[NVFP4 MoE/Deepseek V4] Marlin: wire SwiGLU clamp + allow it for clamped models on non-Blackwell by mikekg · Pull Request #45836 · vllm-project/vllm

mikekg · 2026-06-16T15:13:23Z

Purpose

Address #45859.

NVFP4 MoE models that declare a SwiGLU clamp (config.swiglu_limit, e.g. DeepSeek-V4) cannot be served on any non-Blackwell GPU (SM80/SM89/SM90). select_nvfp4_moe_backend() raises:

NotImplementedError: No NvFp4 MoE backend supports the deployment configuration.

When swiglu_limit is set, the selector restricts candidates to NVFP4_BACKENDS_WITH_CLAMP, which previously contained only FLASHINFER_TRTLLM (Blackwell/SM100-only). On SM80/89/90 that leaves no candidate.
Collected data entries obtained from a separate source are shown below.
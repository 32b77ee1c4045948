//! Per-second call budget per operation class.

use std::collections::BTreeMap;
use std::time::Duration;
use sync_core::types::OperationClass;

const WINDOW_MS: i64 = 1000;
const DEFAULT_LIMIT: u32 = 5;

/// Outcome of [`RateBudget::admit`].
#[derive(Debug, Clone, Copy, PartialEq, Eq)]
pub enum RateDecision {
    Admitted,
    /// Budget spent; retry after `wait` (window rollover plus slack).
    Denied { wait: Duration },
}

impl RateDecision {
    pub fn is_admitted(&self) -> bool {
        matches!(self, RateDecision::Admitted)
    }
}

#[derive(Debug, Clone)]
struct RateWindow {
    window_start: i64,
    count: u32,
    limit_per_second: u32,
}

impl RateWindow {
    fn new(limit_per_second: u32) -> Self {
        Self {
            window_start: i64::MIN,
            count: 0,
            limit_per_second,
        }
    }
}

/// Fixed one-second windows, one per [`OperationClass`].
#[derive(Debug, Clone)]
pub struct RateBudget {
    windows: BTreeMap<OperationClass, RateWindow>,
    slack_ms: i64,
}

impl RateBudget {
    /// Budget whose denials add `slack` to the computed wait.
    pub fn new(slack: Duration) -> Self {
        let windows = OperationClass::all()
            .into_iter()
            .map(|op| (op, RateWindow::new(DEFAULT_LIMIT)))
            .collect();
        Self {
            windows,
            slack_ms: i64::try_from(slack.as_millis()).unwrap_or(0),
        }
    }

    /// Set the calls allowed per second for `op`. Zero is treated as one.
    pub fn set_limit(&mut self, op: OperationClass, limit_per_second: u32) {
        self.window_mut(op).limit_per_second = limit_per_second.max(1);
    }

    pub fn limit(&self, op: OperationClass) -> u32 {
        self.windows
            .get(&op)
            .map_or(DEFAULT_LIMIT, |w| w.limit_per_second)
    }

    /// Calls admitted in the current window.
    pub fn used(&self, op: OperationClass) -> u32 {
        self.windows.get(&op).map_or(0, |w| w.count)
    }

    /// Count a call at `now_ms` against `op`'s window.
    pub fn admit(&mut self, op: OperationClass, now_ms: i64) -> RateDecision {
        let slack_ms = self.slack_ms;
        let window = self.window_mut(op);

        if window.window_start == i64::MIN || now_ms - window.window_start >= WINDOW_MS {
            window.window_start = now_ms;
            window.count = 0;
        }

        if window.count >= window.limit_per_second {
            let elapsed = now_ms - window.window_start;
            let wait_ms = (WINDOW_MS - elapsed).max(0) + slack_ms;
            return RateDecision::Denied {
                wait: Duration::from_millis(wait_ms as u64),
            };
        }

        window.count += 1;
        RateDecision::Admitted
    }

    /// Forget all windows, keeping the limits.
    pub fn reset(&mut self) {
        for window in self.windows.values_mut() {
            window.window_start = i64::MIN;
            window.count = 0;
        }
    }

    fn window_mut(&mut self, op: OperationClass) -> &mut RateWindow {
        self.windows
            .entry(op)
            .or_insert_with(|| RateWindow::new(DEFAULT_LIMIT))
    }
}

impl Default for RateBudget {
    fn default() -> Self {
        Self::new(Duration::from_millis(10))
    }
}
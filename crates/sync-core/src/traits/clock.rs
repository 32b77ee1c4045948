//! Wall-clock abstraction.

use chrono::Utc;
use std::sync::atomic::{AtomicI64, Ordering};
use tokio::time::Instant;

/// Source of the current time in Unix milliseconds.
pub trait Clock: Send + Sync {
    fn now_ms(&self) -> i64;
}

/// The system wall clock.
#[derive(Debug, Clone, Copy, Default)]
pub struct SystemClock;

impl Clock for SystemClock {
    fn now_ms(&self) -> i64 {
        Utc::now().timestamp_millis()
    }
}

/// A wall clock anchored at `epoch_ms` that advances with tokio's clock.
///
/// Under a paused tokio runtime it moves only when virtual time does.
#[derive(Debug, Clone)]
pub struct AnchoredClock {
    epoch_ms: i64,
    origin: Instant,
}

impl AnchoredClock {
    pub fn new(epoch_ms: i64) -> Self {
        Self {
            epoch_ms,
            origin: Instant::now(),
        }
    }
}

impl Clock for AnchoredClock {
    fn now_ms(&self) -> i64 {
        let elapsed = i64::try_from(self.origin.elapsed().as_millis()).unwrap_or(i64::MAX);
        self.epoch_ms.saturating_add(elapsed)
    }
}

/// A clock that only moves when told to.
#[derive(Debug, Default)]
pub struct ManualClock {
    now: AtomicI64,
}

impl ManualClock {
    pub fn new(now_ms: i64) -> Self {
        Self {
            now: AtomicI64::new(now_ms),
        }
    }

    pub fn set(&self, now_ms: i64) {
        self.now.store(now_ms, Ordering::SeqCst);
    }

    pub fn advance(&self, delta_ms: i64) {
        self.now.fetch_add(delta_ms, Ordering::SeqCst);
    }
}

impl Clock for ManualClock {
    fn now_ms(&self) -> i64 {
        self.now.load(Ordering::SeqCst)
    }
}

#[cfg(test)]
mod tests {
    use super::*;
    use std::time::Duration;

    #[test]
    fn test_manual_clock() {
        let clock = ManualClock::new(1_000);
        clock.advance(500);
        assert_eq!(clock.now_ms(), 1_500);
        clock.set(42);
        assert_eq!(clock.now_ms(), 42);
    }

    #[tokio::test(start_paused = true)]
    async fn test_anchored_clock_follows_tokio_time() {
        let clock = AnchoredClock::new(1_000_000);
        tokio::time::sleep(Duration::from_secs(60)).await;
        assert_eq!(clock.now_ms(), 1_060_000);
    }
}
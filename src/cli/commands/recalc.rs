//! Offline recalculation command implementation.

use anyhow::{bail, Result};
use std::sync::Arc;
use sync_config::AppConfig;
use sync_engine::{CycleOutcome, RecalcRequest};
use sync_monitor::ConsolePresenter;
use tracing::info;

use super::fetch::print_summary;
use super::{build_engine, build_request, parse_window};
use crate::cli::RecalcArgs;

pub async fn run(args: RecalcArgs, config: &AppConfig) -> Result<()> {
    let (start, end) = parse_window(args.start.as_deref(), args.end.as_deref())?;
    let request = build_request(&args.source, config);
    let engine = build_engine(&args.source, config, Arc::new(ConsolePresenter::new()))?;

    match engine.run_ohlcv_cycle(&request, false).await? {
        CycleOutcome::Completed(result) => print_summary(&result),
        CycleOutcome::Skipped(reason) => bail!("Initial fetch skipped: {:?}", reason),
    }

    engine.set_backtest(true);
    let mut params = RecalcRequest::from_request(&request).with_window(start, end);
    if let Some(keep) = args.keep {
        params = params.with_limit(keep);
    }
    if let Some(variant) = args.recalc_variant {
        params = params.with_signal_variant(variant);
    }

    info!(
        start = ?params.start_time,
        end = ?params.end_time,
        limit = params.limit,
        variant = %params.signal_variant,
        "Recalculating from the initial snapshot"
    );
    let result = engine.recalculate(&params)?;
    print_summary(&result);

    if args.restore {
        engine.restore_initial()?;
        engine.restore_recent()?;
        let live = engine.live();
        println!(
            "Restored initial and recent snapshots; showing {} closed candles",
            live.base.closed.len()
        );
    }

    Ok(())
}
The Marlin NVFP4 MoE backend runs on those architectures and its kernel already applies the SwiGLU clamp (swiglu_limit_func), but it was excluded from the clamp-capable set and was never handed the clamp value.

This PR wires the clamp through to Marlin and allows it for clamped models on non-Blackwell:

nvfp4_w4a16_moe_quant_config() accepts gemm1_clamp_limit and forwards it to FusedMoEQuantConfig.make().
The MARLIN branch of make_nvfp4_moe_quant_config() passes gemm1_clamp_limit=swiglu_limit.
MARLIN is added to NVFP4_BACKENDS_WITH_CLAMP.

All three are required together. Without (1)+(2) the clamp would arrive as None and Marlin would silently skip it, producing unclamped (numerically incorrect) output — so adding MARLIN to the set alone would be unsafe. With all three, MarlinExperts receives gemm1_clamp_limit and the kernel applies swiglu_limit_func (identical math to SiluAndMulWithClamp), reproducing the intended clamped SwiGLU. Unclamped models (swiglu_limit is None) are unaffected — the filter is skipped and Marlin is selected as before.

Test Plan

Serve an NVFP4 MoE checkpoint that sets config.swiglu_limit (DeepSeek-V4-Flash) on a non-Blackwell GPU (SM90 / H100) at TP=4 and TP=8.
Confirm the model now selects the Marlin NVFP4 MoE backend instead of raising NotImplementedError: No NvFp4 MoE backend ....
Issue a /v1/chat/completions request and verify a correct response.

Sample H100 invocation:

  vllm serve nvidia/DeepSeek-V4-Flash-NVFP4 \
    --tokenizer nvidia/DeepSeek-V4-Flash-NVFP4 \
    --served-model-name dsv4flash-nvfp4-sanity \
    --tensor-parallel-size 4 \
    --kv-cache-dtype fp8 \
    --trust-remote-code \
    --max-model-len 16384 \
    --max-num-batched-tokens 2560 \
    --max-num-seqs 1 \
    --gpu-memory-utilization 0.85 \
    --port 8652 \
    --tokenizer-mode deepseek_v4 \
    --reasoning-parser deepseek_v4 \
    --dtype auto

Test Result

Before: serving the clamped NVFP4 MoE model on non-Blackwell fails at load with No NvFp4 MoE backend supports the deployment configuration.
After: the model loads and serves on H100 (SM90) at TP=4 and TP=8; /v1/chat/completions returns 200 OK with a correct answer (e.g. "What is the capital of Japan?" → "Tokyo").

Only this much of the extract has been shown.